> **Assignment**:
The lines below are to be quoted exactly, from the first through the one that contains "pub trait Connector: Send".
** Given data follows **
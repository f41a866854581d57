use crate::config;
use crate::error::TransportError;

use {
    async_trait::async_trait,
    log::{info, warn},
    net2::TcpStreamExt,
    std::time::Duration,
    tokio::io::{AsyncRead, AsyncWrite},
    tokio::net::TcpStream,
};

/// Opens the byte stream a session talks V5 over.
#[async_trait]
pub trait Connector: Send + Sync {
    type Stream: AsyncRead + AsyncWrite + Unpin + Send + 'static;

    async fn connect(&self) -> Result<Self::Stream, TransportError>;

    /// Human readable peer, for logs.
    fn peer(&self) -> String;
}

#[derive(Clone, Debug)]
pub struct TcpConnector {
    host: String,
    port: u16,
    connect_timeout: Duration,
    nodelay: bool,
    keepalive: Option<Duration>,
}

impl TcpConnector {
    pub fn new(inverter: &config::Inverter) -> Self {
        Self {
            host: inverter.host().to_string(),
            port: inverter.port(),
            connect_timeout: inverter.connect_timeout(),
            nodelay: inverter.use_tcp_nodelay(),
            keepalive: inverter.tcp_keepalive(),
        }
    }
}

#[async_trait]
impl Connector for TcpConnector {
    type Stream = TcpStream;

    async fn connect(&self) -> Result<TcpStream, TransportError> {
        let addr = self.peer();
        let stream = match tokio::time::timeout(
            self.connect_timeout,
            TcpStream::connect((self.host.as_str(), self.port)),
        )
        .await
        {
            Ok(Ok(stream)) => stream,
            Ok(Err(source)) => return Err(TransportError::Connect { addr, source }),
            Err(_) => return Err(TransportError::Timeout("connect", self.connect_timeout)),
        };

        // keepalive is only reachable through the std socket
        let std_stream = stream.into_std()?;
        if let Err(e) = std_stream.set_keepalive(self.keepalive) {
            warn!("{}: failed to set TCP keepalive: {}", addr, e);
        }
        let stream = TcpStream::from_std(std_stream)?;

        if self.nodelay {
            if let Err(e) = stream.set_nodelay(true) {
                warn!("{}: failed to set TCP_NODELAY: {}", addr, e);
            }
        }

        info!("{}: TCP connection established", addr);
        Ok(stream)
    }

    fn peer(&self) -> String {
        format!("{}:{}", self.host, self.port)
    }
}
use crate::error::FrameError;

use nom::{
    number::complete::{le_u16, le_u32, u8 as byte},
    sequence::tuple,
    IResult,
};
use num_enum::{IntoPrimitive, TryFromPrimitive};

pub const START: u8 = 0xA5;
pub const END: u8 = 0x15;

/// start + length + control + sequence + serial
pub const HEADER_LEN: usize = 11;
/// header + checksum + end, i.e. a frame with an empty payload
pub const MIN_FRAME_LEN: usize = HEADER_LEN + 2;

/// Payload frame type for tunnelled Modbus traffic.
pub const FRAME_TYPE_INVERTER: u8 = 0x02;

// frame type, sensor type (u16), total working time, power on time, offset time
const REQUEST_PREFIX_LEN: usize = 15;
// frame type, status, the same three time fields
const RESPONSE_PREFIX_LEN: usize = 14;

const ACK_OFFSET: u16 = 0x3000;

// {{{ ControlCode
#[derive(Clone, Copy, Debug, Eq, PartialEq, IntoPrimitive, TryFromPrimitive)]
#[repr(u16)]
pub enum ControlCode {
    Request = 0x4510,
    Response = 0x1510,
    // sent by the logger on its own
    Hello = 0x4110,
    DataReport = 0x4210,
    WifiInfo = 0x4310,
    Heartbeat = 0x4710,
    Report = 0x4810,
}

impl ControlCode {
    pub fn is_unsolicited(self) -> bool {
        !matches!(self, Self::Request | Self::Response)
    }

    /// Control code of the reply the logger expects for an unsolicited frame.
    pub fn ack(self) -> u16 {
        u16::from(self) - ACK_OFFSET
    }
}
// }}}

/// Sum of every byte between the start delimiter and the checksum, mod 256.
pub fn checksum(body: &[u8]) -> u8 {
    body.iter().fold(0u8, |acc, b| acc.wrapping_add(*b))
}

// {{{ V5Frame
#[derive(Clone, Debug, Eq, PartialEq)]
pub struct V5Frame {
    pub control: u16,
    pub sequence: u16,
    pub serial: u32,
    pub payload: Vec<u8>,
}

impl V5Frame {
    pub fn new(control: ControlCode, sequence: u16, serial: u32, payload: Vec<u8>) -> Self {
        Self {
            control: control.into(),
            sequence,
            serial,
            payload,
        }
    }

    pub fn control_code(&self) -> Option<ControlCode> {
        ControlCode::try_from(self.control).ok()
    }

    /// Low byte of the sequence field; the only part the client owns.
    pub fn sequence_low(&self) -> u8 {
        self.sequence as u8
    }

    pub fn encode(&self) -> Vec<u8> {
        let mut r = Vec::with_capacity(MIN_FRAME_LEN + self.payload.len());
        r.push(START);
        r.extend_from_slice(&(self.payload.len() as u16).to_le_bytes());
        r.extend_from_slice(&self.control.to_le_bytes());
        r.extend_from_slice(&self.sequence.to_le_bytes());
        r.extend_from_slice(&self.serial.to_le_bytes());
        r.extend_from_slice(&self.payload);
        r.push(checksum(&r[1..]));
        r.push(END);
        r
    }
} // }}}

fn header(input: &[u8]) -> IResult<&[u8], (u8, u16, u16, u16, u32)> {
    tuple((byte, le_u16, le_u16, le_u16, le_u32))(input)
}

/// Encodes and validates V5 envelopes for one logger.
#[derive(Clone, Copy, Debug)]
pub struct FrameCodec {
    serial: u32,
}

impl FrameCodec {
    pub fn new(serial: u32) -> Self {
        Self { serial }
    }

    pub fn serial(&self) -> u32 {
        self.serial
    }

    pub fn encode(&self, sequence: u16, payload: &[u8]) -> Vec<u8> {
        V5Frame::new(ControlCode::Request, sequence, self.serial, payload.to_vec()).encode()
    }

    /// Validate a complete frame in this order: size, delimiters, length,
    /// checksum, serial. The payload is untouched until all of them pass.
    pub fn decode(&self, bytes: &[u8]) -> Result<V5Frame, FrameError> {
        let len = bytes.len();
        if len < MIN_FRAME_LEN {
            return Err(FrameError::TooShort(len));
        }
        if bytes[0] != START || bytes[len - 1] != END {
            return Err(FrameError::BadDelimiter);
        }

        let (_, (_, declared, control, sequence, serial)) =
            header(bytes).map_err(|_| FrameError::TooShort(len))?;
        let declared = usize::from(declared);
        let actual = len - MIN_FRAME_LEN;
        if declared != actual {
            return Err(FrameError::LengthMismatch { declared, actual });
        }

        let expected = checksum(&bytes[1..len - 2]);
        let got = bytes[len - 2];
        if got != expected {
            return Err(FrameError::ChecksumMismatch { got, expected });
        }

        if serial != self.serial {
            return Err(FrameError::SerialMismatch {
                got: serial,
                expected: self.serial,
            });
        }

        Ok(V5Frame {
            control,
            sequence,
            serial,
            payload: bytes[HEADER_LEN..len - 2].to_vec(),
        })
    }

    /// Wrap a Modbus RTU frame in a request envelope.
    pub fn wrap_request(&self, sequence: u16, modbus: &[u8]) -> Vec<u8> {
        let mut payload = Vec::with_capacity(REQUEST_PREFIX_LEN + modbus.len());
        payload.push(FRAME_TYPE_INVERTER);
        payload.extend_from_slice(&[0; REQUEST_PREFIX_LEN - 1]);
        payload.extend_from_slice(modbus);
        self.encode(sequence, &payload)
    }

    /// The Modbus RTU frame carried by a response envelope.
    pub fn unwrap_response<'a>(&self, frame: &'a V5Frame) -> Result<&'a [u8], FrameError> {
        if frame.control_code() != Some(ControlCode::Response) {
            return Err(FrameError::UnexpectedControlCode(frame.control));
        }
        if frame.payload.len() < RESPONSE_PREFIX_LEN {
            return Err(FrameError::TooShort(HEADER_LEN + frame.payload.len() + 2));
        }
        if frame.payload[0] != FRAME_TYPE_INVERTER {
            return Err(FrameError::UnexpectedFrameType(frame.payload[0]));
        }
        Ok(&frame.payload[RESPONSE_PREFIX_LEN..])
    }

    /// Build a response envelope around `modbus`, as the logger would.
    pub fn wrap_response(&self, sequence: u16, modbus: &[u8]) -> Vec<u8> {
        let mut payload = Vec::with_capacity(RESPONSE_PREFIX_LEN + modbus.len());
        payload.push(FRAME_TYPE_INVERTER);
        payload.push(0x01); // status
        payload.extend_from_slice(&[0; RESPONSE_PREFIX_LEN - 2]);
        payload.extend_from_slice(modbus);
        V5Frame::new(ControlCode::Response, sequence, self.serial, payload).encode()
    }

    /// Acknowledgement for an unsolicited logger frame, `None` for anything
    /// that needs no reply.
    pub fn acknowledge(&self, frame: &V5Frame, now: u32) -> Option<Vec<u8>> {
        let code = frame.control_code().filter(|c| c.is_unsolicited())?;

        let mut payload = Vec::with_capacity(10);
        payload.push(frame.payload.first().copied().unwrap_or(0));
        payload.push(0x01);
        payload.extend_from_slice(&now.to_le_bytes());
        payload.extend_from_slice(&0u32.to_le_bytes());

        Some(
            V5Frame {
                control: code.ack(),
                sequence: frame.sequence,
                serial: self.serial,
                payload,
            }
            .encode(),
        )
    }

    /// The offset of the Modbus frame inside a whole response frame.
    pub const fn response_modbus_offset() -> usize {
        HEADER_LEN + RESPONSE_PREFIX_LEN
    }

    /// Parse a request envelope the way the logger would. Returns the
    /// sequence and the Modbus RTU frame.
    pub fn unwrap_request(&self, bytes: &[u8]) -> Result<(u16, Vec<u8>), FrameError> {
        let frame = self.decode(bytes)?;
        if frame.control_code() != Some(ControlCode::Request) {
            return Err(FrameError::UnexpectedControlCode(frame.control));
        }
        if frame.payload.len() < REQUEST_PREFIX_LEN {
            return Err(FrameError::TooShort(bytes.len()));
        }
        if frame.payload[0] != FRAME_TYPE_INVERTER {
            return Err(FrameError::UnexpectedFrameType(frame.payload[0]));
        }
        Ok((frame.sequence, frame.payload[REQUEST_PREFIX_LEN..].to_vec()))
    }
}
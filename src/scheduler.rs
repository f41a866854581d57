use crate::prelude::*;
use crate::register::Catalog;
use crate::solarman::session::{InverterSession, SessionConfig, SessionState};
use crate::solarman::transport::{Connector, TcpConnector};
use crate::error::SessionError;

use std::sync::Arc;
use std::time::Duration;
use tokio::task::JoinHandle;
use tokio_util::sync::CancellationToken;

const CONFIGURATION_RETRIES: u32 = 5;

/// Runs one session control loop per enabled inverter and forwards their
/// snapshots to `channels.from_inverter`.
pub struct Scheduler {
    config: ConfigWrapper,
    channels: Channels,
    catalog: Arc<Catalog>,
}

impl Scheduler {
    pub fn new(config: ConfigWrapper, channels: Channels, catalog: Arc<Catalog>) -> Self {
        Self {
            config,
            channels,
            catalog,
        }
    }

    pub fn start(&self, shutdown: CancellationToken) -> Result<Vec<JoinHandle<()>>> {
        let mut handles = Vec::new();
        let inverters = self.config.enabled_inverters();

        for inverter in &inverters {
            let session = InverterSession::new(
                TcpConnector::new(inverter),
                SessionConfig::from_inverter(inverter),
                &self.catalog,
            )
            .map_err(|e| anyhow!("inverter {}: {}", inverter.serial(), e))?;
            let session = Arc::new(session);

            handles.push(tokio::spawn(forward_snapshots(
                session.clone(),
                self.channels.clone(),
                shutdown.clone(),
            )));
            handles.push(tokio::spawn(log_configuration(session.clone(), shutdown.clone())));

            let run_shutdown = shutdown.clone();
            handles.push(tokio::spawn(async move { session.run(run_shutdown).await }));
        }

        info!("Started {} inverter sessions", inverters.len());
        Ok(handles)
    }
}

async fn forward_snapshots<C: Connector + 'static>(
    session: Arc<InverterSession<C>>,
    channels: Channels,
    shutdown: CancellationToken,
) {
    let mut snapshots = session.subscribe_snapshot();
    loop {
        tokio::select! {
            _ = shutdown.cancelled() => break,
            changed = snapshots.changed() => {
                if changed.is_err() {
                    break;
                }
            }
        }

        let snapshot = snapshots.borrow_and_update().clone();
        if let Some(snapshot) = snapshot {
            // no subscribers is fine
            let _ = channels
                .from_inverter
                .send(ChannelData::Snapshot(session.serial(), snapshot));
        }
    }
}

/// Read the configuration registers once, after the first connection.
async fn log_configuration<C: Connector + 'static>(session: Arc<InverterSession<C>>, shutdown: CancellationToken) {
    let mut state = session.subscribe_state();
    loop {
        if *state.borrow_and_update() == SessionState::Ready {
            break;
        }
        tokio::select! {
            _ = shutdown.cancelled() => return,
            changed = state.changed() => {
                if changed.is_err() {
                    return;
                }
            }
        }
    }

    for _ in 0..CONFIGURATION_RETRIES {
        match session.read_configuration().await {
            Ok(values) => {
                info!("logger {}: inverter configuration:", session.serial());
                for (name, value) in values {
                    info!("  {}: {}", name, value);
                }
                return;
            }
            Err(SessionError::PollInProgress) => {}
            Err(e) => {
                warn!("logger {}: could not read configuration: {}", session.serial(), e);
                return;
            }
        }

        tokio::select! {
            _ = shutdown.cancelled() => return,
            _ = tokio::time::sleep(Duration::from_secs(1)) => {}
        }
    }
}
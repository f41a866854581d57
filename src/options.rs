use clap::Parser;

/// Solarman Bridge - polls Deye/Sunsynk inverters through a Solarman V5 logger
#[derive(Debug, Parser)]
#[clap(author, version)]
pub struct Options {
    /// Config file to read
    #[clap(short = 'c', long = "config", default_value = "config.yaml")]
    pub config_file: String,

    /// Optional runtime limit in seconds
    #[clap(short = 't', long = "time")]
    pub runtime: Option<u64>,
}

impl Options {
    pub fn new() -> Self {
        Self::parse()
    }
}

impl Default for Options {
    fn default() -> Self {
        Self::new()
    }
}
** End of Given data **
> **Solution below**:
repository f41a866854581d57
use crate::config;
use crate::error::TransportError;

use {
    async_trait::async_trait,
    log::{info, warn},
    net2::TcpStreamExt,
    std::time::Duration,
    tokio::io::{AsyncRead, AsyncWrite},
    tokio::net::TcpStream,
};

/// Opens the byte stream a session talks V5 over.
#[async_trait]
pub trait Connector: Send + Sync {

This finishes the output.